The Madness Behind March Madness¶

An Analysis by: Rahul Shah¶

Every March, college basektball fans rejoice as the annual March Madness tournament kicks off. Dubbed "The Big Dance," 64 Division 1 basketball teams play in a win or go home tournament over the span of three weeks, where only one team prevails and wins the championship. It is the season of upsets and Cinderella stories where each team competes to the fullest extent to make it the distance. There are over 350 D1 basketball teams, and only 64 make the tournament, so there has to be some sort of selection process. There are 32 D1 "conferences," or groupings of basketball teams (think of UMD being in the Big 10). There are conference tournaments and the winner of each conference is automatically selected for the tournament. From the remaining slots, the NCAA (National Collegiate Athletic Association) takes a look at every team's regular season stats and standings, and chooses the remaining 32 teams to participate. You can read more on how the tournament works here.

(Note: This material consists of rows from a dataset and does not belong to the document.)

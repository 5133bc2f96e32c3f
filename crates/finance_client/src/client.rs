use std::time::Duration;

use models::{
    ApiSettings, BalanceUpdated, CustomerBalance, CustomerBalanceUpdate, Envelope, ExpensesPage,
    ExpensesQuery, FinanceOverview, FinancialReport, FinancialReportQuery, InventoryReport,
    OverviewPeriod, PaymentRecorded, PaymentRequest, ReceivablesPage, ReceivablesQuery,
    SalesReport, SalesReportQuery, SyncReport, Validate, DEFAULT_BASE_URL,
};
use reqwest::header::{HeaderMap, HeaderValue, CONTENT_TYPE};
use reqwest::{Client, Url};
use serde::de::DeserializeOwned;

use crate::error::{ClientError, Result};
use crate::request::{parse_base_url, Call, RequestPlan};

/// Where the finance backend lives and how long to wait for it.
#[derive(Debug, Clone)]
pub struct FinanceClientConfig {
    pub base_url: String,
    /// `None` leaves hang behaviour to the transport.
    pub request_timeout: Option<Duration>,
}

impl Default for FinanceClientConfig {
    fn default() -> Self {
        Self {
            base_url: DEFAULT_BASE_URL.to_string(),
            request_timeout: None,
        }
    }
}

impl FinanceClientConfig {
    pub fn new(base_url: impl Into<String>) -> Self {
        Self {
            base_url: base_url.into(),
            request_timeout: None,
        }
    }

    pub fn from_settings(settings: &ApiSettings) -> Self {
        Self {
            base_url: settings.base_url.clone(),
            request_timeout: settings.request_timeout_secs.map(Duration::from_secs),
        }
    }
}

/// Typed client for the finance and reports endpoints.
///
/// Every call performs exactly one HTTP request. There is no caching, no
/// deduplication and no retry; failures are logged and returned.
#[derive(Debug, Clone)]
pub struct FinanceClient {
    http: Client,
    base_url: Url,
}

impl FinanceClient {
    pub fn new(config: FinanceClientConfig) -> Result<Self> {
        let base_url = parse_base_url(&config.base_url)?;

        let mut headers = HeaderMap::new();
        headers.insert(CONTENT_TYPE, HeaderValue::from_static("application/json"));

        let mut builder = Client::builder().default_headers(headers);
        if let Some(timeout) = config.request_timeout {
            builder = builder.timeout(timeout);
        }
        let http = builder.build().map_err(ClientError::Build)?;

        Ok(Self { http, base_url })
    }

    pub fn base_url(&self) -> &Url {
        &self.base_url
    }

    /// Resolves a call to the request it would send, without sending it.
    pub fn plan(&self, call: &Call<'_>) -> Result<RequestPlan> {
        RequestPlan::build(&self.base_url, call)
    }

    /// Finance overview for `period` (defaults to `month`).
    pub async fn get_overview(
        &self,
        period: Option<OverviewPeriod>,
    ) -> Result<Envelope<FinanceOverview>> {
        self.call(Call::Overview(period.unwrap_or_default())).await
    }

    pub async fn get_accounts_receivable(
        &self,
        query: &ReceivablesQuery,
    ) -> Result<Envelope<ReceivablesPage>> {
        self.call(Call::AccountsReceivable(query)).await
    }

    pub async fn get_expenses(&self, query: &ExpensesQuery) -> Result<Envelope<ExpensesPage>> {
        self.call(Call::Expenses(query)).await
    }

    pub async fn record_payment(
        &self,
        payment: &PaymentRequest,
    ) -> Result<Envelope<PaymentRecorded>> {
        self.call(Call::RecordPayment(payment)).await
    }

    pub async fn update_customer_balance(
        &self,
        update: &CustomerBalanceUpdate,
    ) -> Result<Envelope<BalanceUpdated>> {
        self.call(Call::UpdateCustomerBalance(update)).await
    }

    pub async fn get_customer_balance(&self, customer_id: u64) -> Result<Envelope<CustomerBalance>> {
        self.call(Call::CustomerBalance(customer_id)).await
    }

    pub async fn sync_customer_balances(&self) -> Result<Envelope<SyncReport>> {
        self.call(Call::SyncCustomerBalances).await
    }

    pub async fn get_sales_report(&self, query: &SalesReportQuery) -> Result<Envelope<SalesReport>> {
        self.call(Call::SalesReport(query)).await
    }

    pub async fn get_inventory_report(&self) -> Result<Envelope<InventoryReport>> {
        self.call(Call::InventoryReport).await
    }

    pub async fn get_financial_report(
        &self,
        query: &FinancialReportQuery,
    ) -> Result<Envelope<FinancialReport>> {
        self.call(Call::FinancialReport(query)).await
    }

    async fn call<T>(&self, call: Call<'_>) -> Result<Envelope<T>>
    where
        T: DeserializeOwned + Validate,
    {
        let operation = call.operation();
        let plan = self.plan(&call).inspect_err(|err| {
            tracing::error!(%operation, error = %err, "Finance API request refused");
        })?;
        self.execute(plan).await
    }

    /// Sends a planned request and decodes its envelope.
    pub async fn execute<T>(&self, plan: RequestPlan) -> Result<Envelope<T>>
    where
        T: DeserializeOwned + Validate,
    {
        let RequestPlan {
            operation,
            method,
            url,
            body,
        } = plan;
        tracing::debug!(%operation, %method, %url, "dispatching finance request");

        let mut request = self.http.request(method.into(), url.clone());
        if let Some(body) = &body {
            request = request.json(body);
        }

        let result = self.round_trip(request, &url).await;
        match &result {
            Ok(envelope) => {
                tracing::debug!(%operation, success = envelope.success, "finance request settled")
            }
            Err(err) => tracing::error!(
                %operation,
                status = err.status(),
                error = %err,
                "Finance API request failed"
            ),
        }
        result
    }

    async fn round_trip<T>(
        &self,
        request: reqwest::RequestBuilder,
        url: &Url,
    ) -> Result<Envelope<T>>
    where
        T: DeserializeOwned + Validate,
    {
        let response = request.send().await.map_err(|source| ClientError::Transport {
            url: url.to_string(),
            source,
        })?;

        let status = response.status();
        if !status.is_success() {
            return Err(ClientError::Status {
                url: url.to_string(),
                status,
            });
        }

        let bytes = response
            .bytes()
            .await
            .map_err(|source| ClientError::Transport {
                url: url.to_string(),
                source,
            })?;
        let envelope: Envelope<T> =
            serde_json::from_slice(&bytes).map_err(|source| ClientError::Decode {
                url: url.to_string(),
                status,
                source,
            })?;

        if let Some(data) = &envelope.data {
            data.validate().map_err(|source| ClientError::Invalid {
                url: url.to_string(),
                status,
                source,
            })?;
        }

        Ok(envelope)
    }
}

Since the tournament was updated to 64 teams in 1985, there have been yearly competitions (bracket challenges) where people try to build the "perfect bracket" of all 63 games. Brackets are able to be published as soon as the official matchups are made, up until the first game starts, which is about a 4-day span. The odds of a perfect bracket are $\frac{1}{2^{63}}$ or $1:9.2$ quintillion. In the history of the competition, no one has ever made an official perfect bracket. For reference, in 2022 alone, there was about 70 million official brackets published, but not a single one was perfect. This draws in a vast audience, as they, including myself, want to be the first person ever to have a perfect bracket. From these facts, it makes sense to know a little about each team and the matchups in order to choose winners of each matchup accordingly.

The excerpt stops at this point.